2000 komunitas lebih dari Sumatera hingga Papua yang ikut dalam sidang tanding kolalisi masyarakat sipil bertajuk #Bersihkan Indonesia ini, di antaranya ada Sains Sajogyo Institut di Bogor, Greenpeace Indonesia, ICW, JATAM,JATAM Kaltim, WALHI, Yayasan LBH Indonesia, LBH Yogyakarta, LBH Bandung, LBH Semarang, LBH Surabaya,LBH Padang, AURIGA Nusantara, WALHI Jabar, WALHI Kalimantan Selatan, WALHI Sumatera Barat, KIARA,Trend Asia, Kanopi Bengkulu, ENTER Nusantara, FNKSDA, Srikandi Lestari, 350.org Indonesia & FB Jejaring, AEER.

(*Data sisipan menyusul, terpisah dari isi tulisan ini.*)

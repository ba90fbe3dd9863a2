//! Core ApiGateway trait

use async_trait::async_trait;
use serde_json::Value;

use crate::{ChatReply, ConversationTurn, GenerationResult, ImageSize, Request, Result};

/// One call per upstream operation.
///
/// Implementors only need [`execute`](ApiGateway::execute); the typed
/// operations build a [`Request`], execute it and decode the payload.
/// Hosts can implement this trait with canned payloads to test their own
/// command handling without a network.
#[async_trait]
pub trait ApiGateway: Send + Sync {
    /// Turn a typed request into a decoded payload or a typed error.
    async fn execute(&self, request: &Request) -> Result<Value>;

    /// Chat completion over a channel's turns.
    async fn chat(
        &self,
        model: &str,
        turns: &[ConversationTurn],
        max_tokens: Option<u32>,
    ) -> Result<ChatReply> {
        let request = Request::ChatCompletion {
            model: model.to_string(),
            messages: turns.to_vec(),
            max_tokens,
        };
        ChatReply::from_payload(self.execute(&request).await?)
    }

    /// Generate `variations` images for `prompt`.
    async fn generate_image(
        &self,
        model: &str,
        prompt: &str,
        size: ImageSize,
        variations: u8,
    ) -> Result<GenerationResult> {
        let request = Request::ImageGeneration {
            model: model.to_string(),
            prompt: prompt.to_string(),
            size,
            variation_count: variations,
        };
        GenerationResult::from_payload(self.execute(&request).await?)
    }

    /// Start a video generation; `None` selects the default model.
    async fn generate_video(&self, prompt: &str, model: Option<&str>) -> Result<GenerationResult> {
        let mut request = Request::video(prompt);
        if let (Some(model), Request::VideoGeneration { model: slot, .. }) = (model, &mut request) {
            *slot = model.to_string();
        }
        GenerationResult::from_payload(self.execute(&request).await?)
    }

    /// Poll an asynchronous generation job.
    async fn generation_status(&self, generation_id: &str) -> Result<GenerationResult> {
        GenerationResult::from_payload(self.execute(&Request::status(generation_id)).await?)
    }

    /// Models available to the account (raw payload).
    async fn models(&self) -> Result<Value> {
        self.execute(&Request::ModelList).await
    }

    /// Account details (raw payload).
    async fn user_info(&self) -> Result<Value> {
        self.execute(&Request::UserInfo).await
    }
}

Koordinator Nasional Jaringan Advokasi Tambang [Jatam] yang juga juru bicara #BersihkanIndonesia, Merah Johansyah menyatakan ketika Undang-undang Minerba disahkan pada tanggal 12 Mei 2020 tidak melibatkan masyarakat. DPR tidak memberikan hak bersuara, hak veto dan hak berkata tidak kepada warga yang menolak tambang.
Menurut Merah, 90 persen isi Undang-undang Minerba tidak mewakili kepentingan warga terdampak pertambangan hulu-hilir batu bara. Sebaliknya, undang-undang tersebut mewakili elite oligarki.
“Saya kira ini merupakan waktu yang tepat mendeklarasikan bahwa undang-undang tidak legitimate, tidak sah dan batal demi hukum rakyat,”papar Merah.
Hal senada juga disebutkan Iwan Kurniawan dari Aliansi Masyarakat (AMPEL) Kuningan. Menurut dia UU Minerba yang disahkan merupakan hasil dari pernikahan jadah antara DPR dan Pemerintah yang tidak berpihak kepada masyarakat kecil.
“Itu juga membuktikan bahwa pemerintah dan DPR buta mata dan buta hati,”kata Iwan Kurniawan.
Saat ini, kata Sekjen Koalisi Rakyat untuk Keadilan Perikanan (Kiara) Susan Herawati, ruang darat sudah habis dikeruk melalui UU Minerba. Kita mengalami ancaman pada perampasan ruang hidup di laut, landasan kontinen pulau-pulau kecil, perairan maupun pesisir.
Hal itu disebut Susan, sebagai sebuah proses ekstraksi baru yang cukup serius dan masuk kepada kehidupan masyarakat bahari. Dan disahkannya UU Minerba, seperti gelar karpet merah dari pemerintah kepada pengusaha tambang untuk mengusai wilayah pertambangan tiada batas.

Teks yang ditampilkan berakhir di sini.